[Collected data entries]
======

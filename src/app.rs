//! Root widget component with context providers.

use leptos::prelude::*;

use crate::components::chat_input::ChatInput;
use crate::components::chat_status::ChatStatus;
use crate::components::document_fill_modal::DocumentFillModal;
use crate::components::message_list::MessageList;
use crate::config::WidgetConfig;
use crate::state::chat::ChatState;
use crate::state::document::DocumentFillState;

/// Root application component.
///
/// Provides the conversation, document-form and configuration contexts, then
/// lays out the transcript, composer, status line and document modal.
#[component]
pub fn App(config: WidgetConfig) -> impl IntoView {
    let chat = RwSignal::new(ChatState::new(&config.greeting));
    let document = RwSignal::new(DocumentFillState::default());

    provide_context(chat);
    provide_context(document);
    provide_context(config);

    view! {
        <div class="aleks-chat">
            <MessageList/>
            <ChatInput/>
            <ChatStatus/>
            <DocumentFillModal/>
        </div>
    }
}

======

## Instructions for the task
Transcribe the records above exactly, beginning at the line that contains "use crate::components::chat_status::ChatStatus;" and ending with the line that contains "let document = RwSignal::new(DocumentFillState::default());", both included, and nothing else.

## Answer to the exercise
use crate::components::chat_status::ChatStatus;
use crate::components::document_fill_modal::DocumentFillModal;
use crate::components::message_list::MessageList;
use crate::config::WidgetConfig;
use crate::state::chat::ChatState;
use crate::state::document::DocumentFillState;

/// Root application component.
///
/// Provides the conversation, document-form and configuration contexts, then
/// lays out the transcript, composer, status line and document modal.
#[component]
pub fn App(config: WidgetConfig) -> impl IntoView {
    let chat = RwSignal::new(ChatState::new(&config.greeting));
    let document = RwSignal::new(DocumentFillState::default());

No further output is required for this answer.